The Frustrating Truth

The hardest part wasn't building the scanner or writing CSP headers.

It was accepting that most security problems aren't bugs — they're design decisions.

When your architecture trusts user input by default, every feature you ship is a potential vulnerability. When your framework makes escaping opt-in instead of opt-out, every template is a risk.

You can't patch your way out of a design problem.

You have to change the design.


What It Taught Me

I carried this lesson out of WalletHub and into every role since. Security became a thread in everything that followed.

I think about abuse cases before I think about features. Before building an input form, I ask: what happens if someone puts a script tag in here? What happens if they replay this request 10,000 times? What happens if they modify the payload?
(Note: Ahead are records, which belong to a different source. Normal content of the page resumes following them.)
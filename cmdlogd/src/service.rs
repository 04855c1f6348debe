//! 命令日志服务
//!
//! 每个连接一个任务，加一个心跳任务，共享同一个加锁的命令环。
//! 连接状态机：
//! ```text
//! Accumulating ──\n──▶ Appending ──▶ Replying ──▶ Accumulating ...
//!      │                                              
//!      └── EOF / 停止信号 ──▶ Closed（未完成的命令直接丢弃）
//! ```
//! 锁只覆盖"追加 + 快照拷贝"，网络发送在锁外进行，慢连接不会阻塞其他连接。

use bytes::Bytes;
use cmdlog::{LockInterrupted, LogDevice, Record, RecordRing, RingError, RingStats, SharedRing};
use std::net::SocketAddr;
use std::sync::{Arc, MutexGuard};
use thiserror::Error;
use tokio::io::{AsyncReadExt, AsyncWriteExt};
use tokio::net::{TcpListener, TcpStream};
use tokio::task::JoinSet;
use tracing::{debug, error, info, warn};

use crate::config::ServiceConfig;
use crate::heartbeat;
use crate::protocol::{self, Command, FrameError, Framer, RECV_CHUNK_SIZE};
use crate::shutdown::{self, ShutdownReceiver};

/// 服务错误
#[derive(Error, Debug)]
pub enum ServiceError {
    #[error("io error: {0}")]
    Io(#[from] std::io::Error),
    #[error("framing error: {0}")]
    Frame(#[from] FrameError),
    #[error("ring error: {0}")]
    Ring(#[from] RingError),
}

/// 命令日志服务
pub struct LogService {
    config: ServiceConfig,
    ring: Arc<SharedRing>,
}

impl LogService {
    pub fn new(config: ServiceConfig) -> Result<Self, ServiceError> {
        let ring = Arc::new(SharedRing::with_capacity(config.capacity)?);
        Ok(Self { config, ring })
    }

    pub fn config(&self) -> &ServiceConfig {
        &self.config
    }

    /// 共享环的句柄
    pub fn ring(&self) -> Arc<SharedRing> {
        self.ring.clone()
    }

    /// 以设备接口访问同一个环
    pub fn device(&self) -> LogDevice {
        LogDevice::from_shared(self.ring.clone())
    }

    /// 运行服务直到 `shutdown` 变为 true（或发送端被丢弃）
    ///
    /// 停止顺序：先停心跳并等待其退出，再停止接受新连接，
    /// 最后等待所有连接处理完当前命令。
    pub async fn run(
        &self,
        listener: TcpListener,
        mut shutdown: ShutdownReceiver,
    ) -> Result<RingStats, ServiceError> {
        info!("cmdlogd: Listening on {}", listener.local_addr()?);

        let heartbeat = self.config.heartbeat_interval().map(|period| {
            tokio::spawn(heartbeat::run_heartbeat(
                self.ring.clone(),
                period,
                shutdown.clone(),
            ))
        });

        let mut connections = JoinSet::new();

        loop {
            tokio::select! {
                _ = shutdown::requested(&mut shutdown) => break,
                accepted = listener.accept() => match accepted {
                    Ok((stream, peer)) => {
                        info!("Accepted connection from {}", peer.ip());
                        connections.spawn(handle_connection(
                            stream,
                            peer,
                            self.ring.clone(),
                            shutdown.clone(),
                        ));
                    }
                    Err(e) => warn!("cmdlogd: Accept failed: {}", e),
                },
                Some(finished) = connections.join_next(), if !connections.is_empty() => {
                    if let Err(e) = finished {
                        error!("cmdlogd: Connection task failed: {}", e);
                    }
                }
            }
        }

        info!("cmdlogd: Shutting down");

        if let Some(handle) = heartbeat {
            if let Err(e) = handle.await {
                error!("cmdlogd: Heartbeat task failed: {}", e);
            }
        }

        drop(listener);

        let remaining = connections.len();
        if remaining > 0 {
            info!("cmdlogd: Waiting for {} connections to finish", remaining);
        }
        while let Some(finished) = connections.join_next().await {
            if let Err(e) = finished {
                error!("cmdlogd: Connection task failed: {}", e);
            }
        }

        let stats = lock_ring(&self.ring).stats();
        info!("cmdlogd: Stopped. {}", stats);
        Ok(stats)
    }
}

/// 取环锁，锁中断时重试
///
/// 中断后中毒标记已被清除，重试一次即可拿到锁。
fn lock_ring(ring: &SharedRing) -> MutexGuard<'_, RecordRing> {
    loop {
        match ring.lock() {
            Ok(guard) => return guard,
            Err(LockInterrupted) => warn!("cmdlogd: Ring lock interrupted, retrying"),
        }
    }
}

/// 追加并拷贝快照；被挤出的命令在锁释放后析构
fn append_and_snapshot(ring: &SharedRing, record: Record) -> Vec<Bytes> {
    let mut guard = lock_ring(ring);
    let evicted = guard.append(record);
    let snapshot = guard.snapshot();
    drop(guard);

    if let Some(old) = evicted {
        debug!("cmdlogd: Evicted oldest command ({} bytes)", old.len());
    }
    snapshot
}

/// 定位并拷贝定位点之后的内容
fn seek_and_snapshot(
    ring: &SharedRing,
    command_index: usize,
    byte_offset: usize,
) -> Result<(usize, Vec<Bytes>), RingError> {
    let guard = lock_ring(ring);
    let position = guard.resolve_position(command_index, byte_offset)?;
    Ok((position, guard.snapshot_from(position)))
}

async fn handle_connection(
    mut stream: TcpStream,
    peer: SocketAddr,
    ring: Arc<SharedRing>,
    mut shutdown: ShutdownReceiver,
) {
    let mut conn = Connection::new(ring);
    if let Err(e) = conn.serve(&mut stream, &mut shutdown).await {
        warn!("Connection from {} failed: {}", peer.ip(), e);
    }
    debug!("cmdlogd: {} handled {} commands", peer, conn.commands);
    info!("Closed connection from {}", peer.ip());
}

/// 单个连接的状态
pub struct Connection {
    ring: Arc<SharedRing>,
    framer: Framer,
    commands: u64,
}

impl Connection {
    pub fn new(ring: Arc<SharedRing>) -> Self {
        Self {
            ring,
            framer: Framer::new(),
            commands: 0,
        }
    }

    /// 处理连接直到对端关闭或收到停止信号
    ///
    /// 已收齐的命令总会完整地走完追加和回复；停止信号只在等待数据时生效，
    /// 此时未完成的命令被丢弃，环不受影响。
    pub async fn serve(
        &mut self,
        stream: &mut TcpStream,
        shutdown: &mut ShutdownReceiver,
    ) -> Result<(), ServiceError> {
        let mut read_buf = [0u8; RECV_CHUNK_SIZE];

        loop {
            while let Some(next) = self.framer.next_command() {
                match next {
                    Ok(command) => self.dispatch(command, stream).await?,
                    Err(e) => {
                        warn!("cmdlogd: Rejected command: {}", e);
                        stream.write_all(&protocol::error_reply(&e)).await?;
                    }
                }
                if *shutdown.borrow() {
                    return Ok(());
                }
            }

            let n = tokio::select! {
                received = stream.read(&mut read_buf) => received?,
                _ = shutdown::requested(shutdown) => {
                    if self.framer.pending() > 0 {
                        debug!(
                            "cmdlogd: Discarding {} pending bytes on shutdown",
                            self.framer.pending()
                        );
                    }
                    return Ok(());
                }
            };

            if n == 0 {
                if self.framer.pending() > 0 {
                    debug!(
                        "cmdlogd: Peer closed with {} bytes of incomplete command, discarded",
                        self.framer.pending()
                    );
                }
                return Ok(());
            }

            self.framer.push(&read_buf[..n])?;
        }
    }

    async fn dispatch(
        &mut self,
        command: Command,
        stream: &mut TcpStream,
    ) -> Result<(), ServiceError> {
        debug!("cmdlogd: {}", command);
        self.commands += 1;

        match command {
            Command::Data(record) => {
                let reply = append_and_snapshot(&self.ring, record);
                send_chunks(stream, &reply).await
            }
            Command::Seek {
                command_index,
                byte_offset,
            } => match seek_and_snapshot(&self.ring, command_index, byte_offset) {
                // 定位只影响这一次回复，之后的普通命令照常回送全部日志
                Ok((position, reply)) => {
                    debug!("cmdlogd: Seek resolved to offset {}", position);
                    send_chunks(stream, &reply).await
                }
                Err(e) => {
                    warn!("cmdlogd: Seek rejected: {}", e);
                    stream.write_all(&protocol::error_reply(&e)).await?;
                    Ok(())
                }
            },
        }
    }
}

async fn send_chunks(stream: &mut TcpStream, chunks: &[Bytes]) -> Result<(), ServiceError> {
    for chunk in chunks {
        stream.write_all(chunk).await?;
    }
    stream.flush().await?;
    Ok(())
}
I design for hostile input. Every system boundary assumes the worst. User input, API responses, webhook payloads — nothing is trusted until validated.

I don't trust abstractions to be safe. Frameworks claim to handle escaping, sanitization, CSRF protection. I verify. Because the one time a framework doesn't handle it is the one time a researcher finds it.

This isn't paranoia. It's pattern recognition.

After watching the same classes of bugs return month after month, you stop believing in fixes. You start believing in systems that make the wrong thing hard.


If You're Patching the Same Bugs

Stop patching. Start asking:

Why does this architecture keep producing this type of bug?

The answer is usually one of three things:

  • Trust boundaries are in the wrong place
  • The default behavior is insecure
  • Security is opt-in instead of opt-out

Fix those, and the BugCrowd reports slow down.

Not because researchers stop looking. Because there's less to find.